Skin related signs and symptoms:

Palmar erythema

Spider angiomas (dilated central blood vessel with radiating branches on the skin seen in liver dysfunction)

Abdominal wall collateral veins (due to liver dysfunction and portal hypertension)

Recurrent skin infections

Skeletomuscular findings

Muscular atrophy

Muscle contractures

Kyphoscoliosis: Abnormal curvature of spine

Pes cavus (high arched foot)

Pes equinovarus (horse foot)

How is Acanthocytosis Diagnosed?

The diagnosis of Acanthocytosis may involve:

Complete evaluation of medical history along with a thorough physical exam

Blood tests, which may indicate the following abnormalities:

  • Mild to moderate anemia with elevated reticulocyte count
  • Iron and folate deficiency
  • Elevated indirect bilirubin, lactate dehydrogenase suggestive of hemolysis
  • Elevated liver enzymes and low albumin in liver disorders
  • Elevated creatinine kinase in Chorea-Acanthocytosis and McLeod syndrome
  • Abnormal lipid profile with cholesterol level less than 50mg/dl, low triglycerides, VLDL, and LDL
  • Fat soluble vitamins, such as A, D, E, and K, may show decreased levels
  • Prolonged prothrombin time in vitamin K deficiency
  • Other tests may also be performed to indicate the following findings:

Elevated fecal fat in abetalipoproteinemia

Hypothyroidism and pan-hypopituitarism (hyposecretion of pituitary hormones)

Nerve conduction velocity (NCV) test: The results may indicate reduced nerve conduction parameters

Intestinal and peripheral nerve biopsy may be necessary when abetalipoproteinemia is suspected

Many clinical conditions may have similar signs and symptoms. Your healthcare provider may perform additional tests to rule out other clinical conditions to arrive at a definitive diagnosis.

What are the possible Complications of Acanthocytosis?

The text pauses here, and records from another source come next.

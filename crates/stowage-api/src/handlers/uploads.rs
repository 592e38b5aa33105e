use crate::constants::FILES_FIELD;
use crate::error::{ErrorResponse, HttpAppError};
use crate::services::IncomingFile;
use crate::state::AppState;
use axum::{
    body::Body,
    extract::{Multipart, Path, State},
    http::{header, Response, StatusCode},
    response::IntoResponse,
    Json,
};
use futures::StreamExt;
use std::sync::Arc;
use stowage_core::{AppError, UploadResponse};

#[utoipa::path(
    get,
    path = "/api/v0/uploads",
    tag = "uploads",
    responses(
        (status = 200, description = "All stored files, oldest first", body = Vec<UploadResponse>),
        (status = 500, description = "Internal server error", body = ErrorResponse)
    )
)]
#[tracing::instrument(skip(state), fields(operation = "list_uploads"))]
pub async fn list_uploads(
    State(state): State<Arc<AppState>>,
) -> Result<Json<Vec<UploadResponse>>, HttpAppError> {
    let records = state.uploads.list().await?;
    let responses = records
        .into_iter()
        .map(|record| state.uploads.to_response(record))
        .collect();
    Ok(Json(responses))
}

#[utoipa::path(
    post,
    path = "/api/v0/uploads",
    tag = "uploads",
    request_body(
        content = inline(Object),
        content_type = "multipart/form-data",
        description = "One or more parts named `files`"
    ),
    responses(
        (status = 200, description = "Files stored", body = Vec<UploadResponse>),
        (status = 400, description = "Unsupported file type or malformed body", body = ErrorResponse),
        (status = 413, description = "Request too large", body = ErrorResponse),
        (status = 503, description = "Storage backend unavailable", body = ErrorResponse)
    )
)]
#[tracing::instrument(skip(state, multipart), fields(operation = "upload_files"))]
pub async fn upload_files(
    State(state): State<Arc<AppState>>,
    mut multipart: Multipart,
) -> Result<Json<Vec<UploadResponse>>, HttpAppError> {
    let mut files = Vec::new();

    while let Some(field) = multipart.next_field().await? {
        if field.name() != Some(FILES_FIELD) {
            tracing::debug!(field = ?field.name(), "Ignoring multipart field");
            continue;
        }

        let filename = field
            .file_name()
            .map(str::to_string)
            .ok_or_else(|| {
                AppError::InvalidInput(format!("Part '{}' has no filename", FILES_FIELD))
            })?;
        let data = field.bytes().await?;

        files.push(IncomingFile { filename, data });
    }

    let records = state.uploads.upload(files).await?;
    let responses = records
        .into_iter()
        .map(|record| state.uploads.to_response(record))
        .collect();
    Ok(Json(responses))
}

#[utoipa::path(
    get,
    path = "/api/v0/uploads/{storage_key}",
    tag = "uploads",
    params(
        ("storage_key" = String, Path, description = "Storage key returned at upload")
    ),
    responses(
        (status = 200, description = "File contents", content_type = "application/octet-stream"),
        (status = 404, description = "Unknown key, or the backend does not serve files directly", body = ErrorResponse),
        (status = 500, description = "Internal server error", body = ErrorResponse)
    )
)]
#[tracing::instrument(skip(state), fields(operation = "download_upload"))]
pub async fn download_upload(
    State(state): State<Arc<AppState>>,
    Path(storage_key): Path<String>,
) -> Result<impl IntoResponse, HttpAppError> {
    let retrieved = state.uploads.retrieve_stream(&storage_key).await?;

    let body_stream = retrieved.stream.map(|result| {
        result.map_err(|e| std::io::Error::other(format!("Storage stream error: {}", e)))
    });

    let response = Response::builder()
        .status(StatusCode::OK)
        .header(header::CONTENT_TYPE, retrieved.content_type)
        .header(
            header::CONTENT_DISPOSITION,
            content_disposition(&retrieved.record.original_filename),
        )
        .body(Body::from_stream(body_stream))
        .map_err(|e| AppError::Internal(format!("Failed to build response: {}", e)))?;

    Ok(response)
}

#[utoipa::path(
    delete,
    path = "/api/v0/uploads/{storage_key}",
    tag = "uploads",
    params(
        ("storage_key" = String, Path, description = "Storage key returned at upload")
    ),
    responses(
        (status = 200, description = "File deleted", body = bool),
        (status = 404, description = "Unknown key", body = ErrorResponse),
        (status = 503, description = "Storage backend unavailable", body = ErrorResponse)
    )
)]
#[tracing::instrument(skip(state), fields(operation = "delete_upload"))]
pub async fn delete_upload(
    State(state): State<Arc<AppState>>,
    Path(storage_key): Path<String>,
) -> Result<Json<bool>, HttpAppError> {
    state.uploads.delete(&storage_key).await?;
    Ok(Json(true))
}

/// `attachment` disposition carrying the original name: an ASCII fallback in
/// `filename` and the exact name in `filename*`.
fn content_disposition(original_filename: &str) -> String {
    let fallback: String = original_filename
        .chars()
        .map(|c| {
            if (c.is_ascii_graphic() && c != '"' && c != '\\') || c == ' ' {
                c
            } else {
                '_'
            }
        })
        .collect();

    if fallback == original_filename {
        format!("attachment; filename=\"{}\"", fallback)
    } else {
        format!(
            "attachment; filename=\"{}\"; filename*=UTF-8''{}",
            fallback,
            urlencoding::encode(original_filename)
        )
    }
}
//! Helpers for the stowage operator CLI: tracing setup and table rendering.

use chrono::{DateTime, Utc};
use std::fmt::Write;
use stowage_core::constants::UPLOADED_AT_FORMAT;
use stowage_core::{Inconsistency, StoredObject, SweepReport, UploadRecord};

/// Initialize tracing for CLI binaries. Logs go to stderr so stdout stays
/// parseable.
pub fn init_tracing() {
    tracing_subscriber::fmt()
        .with_writer(std::io::stderr)
        .with_env_filter(
            tracing_subscriber::EnvFilter::try_from_default_env()
                .unwrap_or_else(|_| tracing_subscriber::EnvFilter::new("info")),
        )
        .init();
}

/// Truncate a string to max_len characters, appending "..." if truncated.
pub fn truncate_string(s: &str, max_len: usize) -> String {
    if s.chars().count() <= max_len {
        s.to_string()
    } else {
        let kept: String = s.chars().take(max_len.saturating_sub(3)).collect();
        format!("{}...", kept)
    }
}

fn timestamp(at: &DateTime<Utc>) -> String {
    at.format(UPLOADED_AT_FORMAT).to_string()
}

pub fn records_table(records: &[UploadRecord]) -> String {
    if records.is_empty() {
        return "No uploads found.\n".to_string();
    }

    let mut out = String::new();
    let _ = writeln!(
        out,
        "{:<36} {:<30} {:<50} {:>19}",
        "ID", "Original Filename", "Storage Key", "Uploaded At"
    );
    let _ = writeln!(out, "{}", "-".repeat(138));
    for record in records {
        let _ = writeln!(
            out,
            "{:<36} {:<30} {:<50} {:>19}",
            record.id,
            truncate_string(&record.original_filename, 30),
            truncate_string(&record.storage_key, 50),
            timestamp(&record.uploaded_at)
        );
    }
    let _ = writeln!(out, "\nTotal: {}", records.len());
    out
}

pub fn objects_table(objects: &[StoredObject]) -> String {
    if objects.is_empty() {
        return "No orphaned blobs found.\n".to_string();
    }

    let mut out = String::new();
    let _ = writeln!(
        out,
        "{:<50} {:>12} {:>19}",
        "Storage Key", "Size (bytes)", "Last Modified"
    );
    let _ = writeln!(out, "{}", "-".repeat(83));
    for object in objects {
        let _ = writeln!(
            out,
            "{:<50} {:>12} {:>19}",
            truncate_string(&object.key, 50),
            object.size,
            timestamp(&object.last_modified)
        );
    }
    let _ = writeln!(out, "\nTotal: {}", objects.len());
    out
}

pub fn inconsistencies_table(found: &[Inconsistency]) -> String {
    if found.is_empty() {
        return "Storage and records are consistent.\n".to_string();
    }

    let mut out = String::new();
    let _ = writeln!(out, "{:<16} {:<50}", "Kind", "Storage Key");
    let _ = writeln!(out, "{}", "-".repeat(67));
    for item in found {
        let kind = match item {
            Inconsistency::OrphanedBlob(_) => "orphaned blob",
            Inconsistency::DanglingRecord(_) => "dangling record",
        };
        let _ = writeln!(out, "{:<16} {:<50}", kind, truncate_string(item.storage_key(), 50));
    }
    let _ = writeln!(out, "\nTotal: {}", found.len());
    out
}

pub fn sweep_summary(report: &SweepReport, dry_run: bool) -> String {
    if dry_run {
        return format!(
            "Dry run: {} orphaned blob(s) and {} dangling record(s) would be removed\n",
            report.orphans_removed, report.dangling_removed
        );
    }
    format!(
        "Removed {} orphaned blob(s) and {} dangling record(s); {} failure(s)\n",
        report.orphans_removed, report.dangling_removed, report.failures
    )
}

Complications associated with Acanthocytosis include:

  • Severe anemia due to associated iron and folate malabsorption
  • Retinitis pigmentosa leading to night blindness and loss of vision
  • Ophthalmoplegia: Paralysis and weakness of the eye muscles
  • Neurologic manifestations may be severe with loss of sensations, movement, and ambulation (the affected individuals may be unable to walk)
  • McLeod syndrome may cause seizures, heart rhythm abnormalities (arrhythmias), and dilated cardiomyopathy

How is Acanthocytosis Treated?

The treatment of Acanthocytosis is undertaken based upon the underlying causative condition. It may include the following factors:

Medical management of abetalipoproteinemia may include dietary restriction of long-chain fatty acids, with judicious supplementation of medium-chain triglycerides

Replacement of fat soluble vitamins (A, D, E, and K) is essential. Supplementation using vitamin E can help signs and symptoms related to the eye (retina), muscles and nerves

Supplementation of iron and folate

Occupational and physical therapy may be provided to treat disorders that affect movement, ambulation, and sensation (neurological conditions)

Liver disease may be managed through correcting fluid imbalances, metabolic disruptions, and proper nutritional management

Treatment of hypoglycemia

Surgical treatment: A splenectomy (removal of spleen) can help improve hemolysis and is generally performed as a last resort

How can Acanthocytosis be Prevented?

Prevention of Acanthocytosis depends upon preventing and appropriately managing the underlying cause. In some cases, the condition cannot be prevented

Genetic testing of the expecting parents (and related family members) and prenatal diagnosis (molecular testing of the fetus during pregnancy) may help in understanding the risks better during pregnancy

If there is a family history of the condition, then genetic counseling will help assess risks, before planning for a child (in case of genetic conditions such as abetalipoproteinemia, or neuroacanthocytosis and McLeod syndrome)

Active research is currently being performed to explore the possibilities for treatment and prevention of inherited and acquired genetic disorders.